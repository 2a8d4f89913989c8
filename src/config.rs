//! Configuration and CLI argument handling

use std::path::PathBuf;
use std::time::Duration;

use clap::Parser;

/// Action identifier that resolves to the controller's start operation
pub const START_TIMER_ACTION: &str = "START_TIMER_ACTION";

/// Action identifier that resolves to the controller's stop operation
pub const STOP_TIMER_ACTION: &str = "STOP_TIMER_ACTION";

/// CLI argument parsing structure
#[derive(Parser)]
#[command(name = "pocket-watch")]
#[command(about = "A foreground timer service with battery-aware notifications")]
#[command(version = "0.1.0")]
pub struct Config {
    /// Port to bind the control server to
    #[arg(short, long, default_value = "20554")]
    pub port: u16,

    /// Host address to bind to
    #[arg(long, default_value = "0.0.0.0")]
    pub host: String,

    /// Power-supply directory the battery watcher reads from
    #[arg(long, default_value = "/sys/class/power_supply/BAT0")]
    pub battery_path: PathBuf,

    /// Seconds between battery polls
    #[arg(long, default_value = "30")]
    pub battery_poll: u64,

    /// Enable verbose logging
    #[arg(short, long)]
    pub verbose: bool,
}

impl Config {
    /// Parse configuration from command line arguments
    pub fn parse() -> Self {
        Parser::parse()
    }

    /// Get the server address as a formatted string
    pub fn address(&self) -> String {
        format!("{}:{}", self.host, self.port)
    }

    /// Get the appropriate log level based on verbose flag
    pub fn log_level(&self) -> &'static str {
        if self.verbose { "debug" } else { "info" }
    }

    /// Interval between battery polls
    pub fn battery_poll_interval(&self) -> Duration {
        Duration::from_secs(self.battery_poll.max(1))
    }

    /// Fixed identifiers handed to the timer controller
    pub fn timer_config(&self) -> TimerConfig {
        TimerConfig::default()
    }
}

/// Fixed identifiers the controller publishes under and reacts to.
#[derive(Debug, Clone)]
pub struct TimerConfig {
    /// Replace-id for the notification; one id means one visible notification
    pub notification_id: u32,
    /// Notification title line
    pub title: String,
    /// Action identifier mapped to `start()`
    pub start_action: String,
    /// Action identifier mapped to `stop()`
    pub stop_action: String,
}

impl Default for TimerConfig {
    fn default() -> Self {
        Self {
            notification_id: 1,
            title: "Timer Service".to_string(),
            start_action: START_TIMER_ACTION.to_string(),
            stop_action: STOP_TIMER_ACTION.to_string(),
        }
    }
}
//! Timer state structure and management

use serde::{Deserialize, Serialize};

/// Run phase of the timer controller
#[derive(Debug, Clone, Copy, PartialEq, Eq, Serialize, Deserialize)]
#[serde(rename_all = "lowercase")]
pub enum Phase {
    Idle,
    Running,
}

/// Timer state: elapsed tick counter plus the last known battery fraction.
///
/// The counter is monotonic for the lifetime of the controller. Stopping
/// freezes it; a later start resumes counting from the frozen value.
#[derive(Debug, Clone, Serialize, Deserialize)]
pub struct TimerState {
    pub phase: Phase,
    pub elapsed_ticks: u64,
    /// Battery fraction in [0, 1]; `None` until the first usable reading
    pub battery: Option<f64>,
}

impl TimerState {
    /// Create a new idle timer state
    pub fn new() -> Self {
        Self {
            phase: Phase::Idle,
            elapsed_ticks: 0,
            battery: None,
        }
    }

    /// Check if the timer is running
    pub fn is_running(&self) -> bool {
        self.phase == Phase::Running
    }

    /// Record one elapsed tick and return the new count
    pub fn record_tick(&mut self) -> u64 {
        self.elapsed_ticks += 1;
        self.elapsed_ticks
    }

    /// Store a battery fraction, clamped to [0, 1]
    pub fn set_battery_fraction(&mut self, fraction: f64) {
        self.battery = Some(fraction.clamp(0.0, 1.0));
    }

    /// Battery level as a percentage, if known
    pub fn battery_percent(&self) -> Option<f64> {
        self.battery.map(|fraction| fraction * 100.0)
    }
}

impl Default for TimerState {
    fn default() -> Self {
        Self::new()
    }
}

---+---

**Aim of the exercise:** From the line holding "pub fn set_battery_fraction(&mut" down to the final line above, quote every line exactly and only those lines.

**The answer:**
    pub fn set_battery_fraction(&mut self, fraction: f64) {
        self.battery = Some(fraction.clamp(0.0, 1.0));
    }

    /// Battery level as a percentage, if known
    pub fn battery_percent(&self) -> Option<f64> {
        self.battery.map(|fraction| fraction * 100.0)
    }
}

impl Default for TimerState {
    fn default() -> Self {
        Self::new()
    }
}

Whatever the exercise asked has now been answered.